If a line in the data below includes the string "fetched", please return a copy of it.
#### RECORDS PROVIDED
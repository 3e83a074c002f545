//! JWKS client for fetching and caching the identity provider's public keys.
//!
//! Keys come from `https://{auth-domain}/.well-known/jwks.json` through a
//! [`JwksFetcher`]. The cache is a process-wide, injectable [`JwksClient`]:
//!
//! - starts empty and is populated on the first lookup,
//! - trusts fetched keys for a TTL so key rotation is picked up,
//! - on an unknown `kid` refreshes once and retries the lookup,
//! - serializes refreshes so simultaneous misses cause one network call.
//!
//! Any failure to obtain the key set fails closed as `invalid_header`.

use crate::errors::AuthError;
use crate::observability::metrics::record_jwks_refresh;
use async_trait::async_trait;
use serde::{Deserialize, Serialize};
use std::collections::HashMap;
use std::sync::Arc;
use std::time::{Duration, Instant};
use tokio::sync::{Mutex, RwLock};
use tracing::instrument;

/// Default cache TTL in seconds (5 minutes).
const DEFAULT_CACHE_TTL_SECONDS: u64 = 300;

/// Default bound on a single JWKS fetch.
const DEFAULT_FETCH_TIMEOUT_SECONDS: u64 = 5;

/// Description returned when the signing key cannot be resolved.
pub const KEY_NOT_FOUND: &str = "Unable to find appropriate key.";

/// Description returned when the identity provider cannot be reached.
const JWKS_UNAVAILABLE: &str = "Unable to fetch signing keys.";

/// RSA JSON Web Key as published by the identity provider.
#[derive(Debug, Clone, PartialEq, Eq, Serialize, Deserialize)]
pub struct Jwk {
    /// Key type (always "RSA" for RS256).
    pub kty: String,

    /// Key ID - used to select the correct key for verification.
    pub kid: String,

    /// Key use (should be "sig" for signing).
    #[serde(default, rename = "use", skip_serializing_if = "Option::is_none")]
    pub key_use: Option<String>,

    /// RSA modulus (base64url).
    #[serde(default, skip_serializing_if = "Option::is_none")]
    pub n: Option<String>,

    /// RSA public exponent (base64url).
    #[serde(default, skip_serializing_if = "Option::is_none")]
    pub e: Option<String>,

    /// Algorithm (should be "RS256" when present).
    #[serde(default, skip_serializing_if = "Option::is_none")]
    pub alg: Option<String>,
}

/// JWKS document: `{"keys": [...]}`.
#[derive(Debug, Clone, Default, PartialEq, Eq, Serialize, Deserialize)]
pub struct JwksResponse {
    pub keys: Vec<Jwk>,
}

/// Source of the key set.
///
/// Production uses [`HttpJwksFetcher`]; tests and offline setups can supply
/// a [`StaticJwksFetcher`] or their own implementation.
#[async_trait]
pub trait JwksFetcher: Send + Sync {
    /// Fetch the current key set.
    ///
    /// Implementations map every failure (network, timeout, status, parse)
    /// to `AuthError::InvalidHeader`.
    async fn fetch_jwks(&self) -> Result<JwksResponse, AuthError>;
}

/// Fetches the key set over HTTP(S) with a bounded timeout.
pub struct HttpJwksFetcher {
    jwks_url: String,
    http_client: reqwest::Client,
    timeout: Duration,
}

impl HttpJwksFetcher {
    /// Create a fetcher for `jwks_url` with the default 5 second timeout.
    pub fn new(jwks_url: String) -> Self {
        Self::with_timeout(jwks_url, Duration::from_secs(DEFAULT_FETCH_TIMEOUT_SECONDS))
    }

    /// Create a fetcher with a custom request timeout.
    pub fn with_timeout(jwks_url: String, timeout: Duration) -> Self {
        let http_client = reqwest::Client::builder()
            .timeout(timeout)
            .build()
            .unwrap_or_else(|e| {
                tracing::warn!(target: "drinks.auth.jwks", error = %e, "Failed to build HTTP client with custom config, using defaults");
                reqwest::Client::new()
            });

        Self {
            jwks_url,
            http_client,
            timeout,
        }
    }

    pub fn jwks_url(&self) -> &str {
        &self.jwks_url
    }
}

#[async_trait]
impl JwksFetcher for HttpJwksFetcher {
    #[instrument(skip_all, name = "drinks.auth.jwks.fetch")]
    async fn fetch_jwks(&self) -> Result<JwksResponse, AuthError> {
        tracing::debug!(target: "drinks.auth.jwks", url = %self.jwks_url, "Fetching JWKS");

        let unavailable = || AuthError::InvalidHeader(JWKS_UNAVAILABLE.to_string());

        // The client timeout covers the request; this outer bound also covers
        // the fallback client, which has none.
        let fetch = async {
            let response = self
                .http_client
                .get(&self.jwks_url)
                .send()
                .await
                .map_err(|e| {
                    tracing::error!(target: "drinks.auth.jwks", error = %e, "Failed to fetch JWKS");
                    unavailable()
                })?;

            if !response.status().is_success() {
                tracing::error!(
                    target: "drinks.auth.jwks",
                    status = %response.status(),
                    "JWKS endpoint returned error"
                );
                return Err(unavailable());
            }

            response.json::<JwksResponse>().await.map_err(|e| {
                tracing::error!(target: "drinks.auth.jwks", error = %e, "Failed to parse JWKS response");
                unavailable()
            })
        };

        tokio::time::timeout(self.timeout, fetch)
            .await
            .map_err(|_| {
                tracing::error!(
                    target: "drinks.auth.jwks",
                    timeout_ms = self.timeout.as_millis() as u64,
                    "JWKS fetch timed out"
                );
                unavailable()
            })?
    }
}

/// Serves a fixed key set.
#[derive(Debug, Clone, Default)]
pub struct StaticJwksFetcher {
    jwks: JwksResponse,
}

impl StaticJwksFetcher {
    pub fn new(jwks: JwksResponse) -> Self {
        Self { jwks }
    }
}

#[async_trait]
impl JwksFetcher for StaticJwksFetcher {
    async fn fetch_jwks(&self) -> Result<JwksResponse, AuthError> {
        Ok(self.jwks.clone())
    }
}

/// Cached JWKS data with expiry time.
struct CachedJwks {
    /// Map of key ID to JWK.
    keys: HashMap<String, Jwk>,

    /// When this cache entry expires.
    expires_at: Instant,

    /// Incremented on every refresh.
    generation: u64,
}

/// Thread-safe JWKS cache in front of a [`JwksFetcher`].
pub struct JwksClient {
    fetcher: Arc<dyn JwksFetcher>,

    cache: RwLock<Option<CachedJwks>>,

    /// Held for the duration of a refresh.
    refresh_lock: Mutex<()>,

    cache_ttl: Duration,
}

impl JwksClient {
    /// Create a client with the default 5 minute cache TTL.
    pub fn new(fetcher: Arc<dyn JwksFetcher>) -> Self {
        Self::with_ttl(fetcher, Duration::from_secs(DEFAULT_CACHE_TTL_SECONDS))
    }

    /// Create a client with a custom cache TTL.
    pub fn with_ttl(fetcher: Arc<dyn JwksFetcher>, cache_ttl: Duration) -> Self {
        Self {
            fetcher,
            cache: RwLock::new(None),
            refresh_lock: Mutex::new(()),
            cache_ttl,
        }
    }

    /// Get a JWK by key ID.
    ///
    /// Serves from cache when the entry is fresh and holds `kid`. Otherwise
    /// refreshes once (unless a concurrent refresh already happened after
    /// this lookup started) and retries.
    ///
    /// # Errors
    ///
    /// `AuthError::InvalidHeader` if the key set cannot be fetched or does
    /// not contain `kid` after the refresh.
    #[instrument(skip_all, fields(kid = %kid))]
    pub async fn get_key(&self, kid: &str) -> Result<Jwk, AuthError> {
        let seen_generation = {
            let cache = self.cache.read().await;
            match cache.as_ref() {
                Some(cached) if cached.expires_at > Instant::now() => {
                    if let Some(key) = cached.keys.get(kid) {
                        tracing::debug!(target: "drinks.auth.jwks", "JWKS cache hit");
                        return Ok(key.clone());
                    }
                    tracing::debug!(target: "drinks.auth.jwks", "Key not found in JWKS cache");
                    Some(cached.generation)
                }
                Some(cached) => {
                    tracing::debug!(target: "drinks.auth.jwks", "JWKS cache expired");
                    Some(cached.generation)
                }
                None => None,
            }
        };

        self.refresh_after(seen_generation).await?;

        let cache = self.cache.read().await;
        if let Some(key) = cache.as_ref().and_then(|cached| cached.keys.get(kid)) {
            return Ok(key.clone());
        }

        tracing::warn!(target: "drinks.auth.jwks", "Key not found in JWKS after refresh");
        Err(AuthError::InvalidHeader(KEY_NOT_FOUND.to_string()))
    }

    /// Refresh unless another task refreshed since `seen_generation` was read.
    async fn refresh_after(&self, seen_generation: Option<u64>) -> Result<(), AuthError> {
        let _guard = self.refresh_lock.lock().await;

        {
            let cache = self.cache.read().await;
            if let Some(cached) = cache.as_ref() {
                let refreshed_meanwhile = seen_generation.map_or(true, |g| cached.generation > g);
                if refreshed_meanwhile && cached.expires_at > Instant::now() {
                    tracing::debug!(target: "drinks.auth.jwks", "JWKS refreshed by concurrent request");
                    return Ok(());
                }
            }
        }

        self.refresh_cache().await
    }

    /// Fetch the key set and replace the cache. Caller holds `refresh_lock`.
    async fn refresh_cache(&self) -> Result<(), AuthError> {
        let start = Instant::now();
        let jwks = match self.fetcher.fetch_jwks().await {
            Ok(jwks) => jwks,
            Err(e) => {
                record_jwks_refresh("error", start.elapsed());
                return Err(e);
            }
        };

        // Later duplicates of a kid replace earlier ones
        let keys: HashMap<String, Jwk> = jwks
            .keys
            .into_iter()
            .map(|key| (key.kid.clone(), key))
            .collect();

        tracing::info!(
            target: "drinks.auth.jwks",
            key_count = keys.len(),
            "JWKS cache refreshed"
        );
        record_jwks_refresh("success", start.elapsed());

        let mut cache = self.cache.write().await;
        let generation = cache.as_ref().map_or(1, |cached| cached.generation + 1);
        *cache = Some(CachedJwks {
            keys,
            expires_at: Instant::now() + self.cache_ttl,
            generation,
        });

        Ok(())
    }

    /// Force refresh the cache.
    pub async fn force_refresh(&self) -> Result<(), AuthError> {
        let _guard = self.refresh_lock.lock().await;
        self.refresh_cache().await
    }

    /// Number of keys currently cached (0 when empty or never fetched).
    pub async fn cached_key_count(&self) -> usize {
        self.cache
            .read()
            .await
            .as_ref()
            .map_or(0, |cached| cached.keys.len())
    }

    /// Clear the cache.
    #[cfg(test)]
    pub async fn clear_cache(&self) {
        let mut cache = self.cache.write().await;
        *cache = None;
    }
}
########
PROBLEM SOLUTION →
//! - trusts fetched keys for a TTL so key rotation is picked up,
    /// `AuthError::InvalidHeader` if the key set cannot be fetched or does
    /// Number of keys currently cached (0 when empty or never fetched).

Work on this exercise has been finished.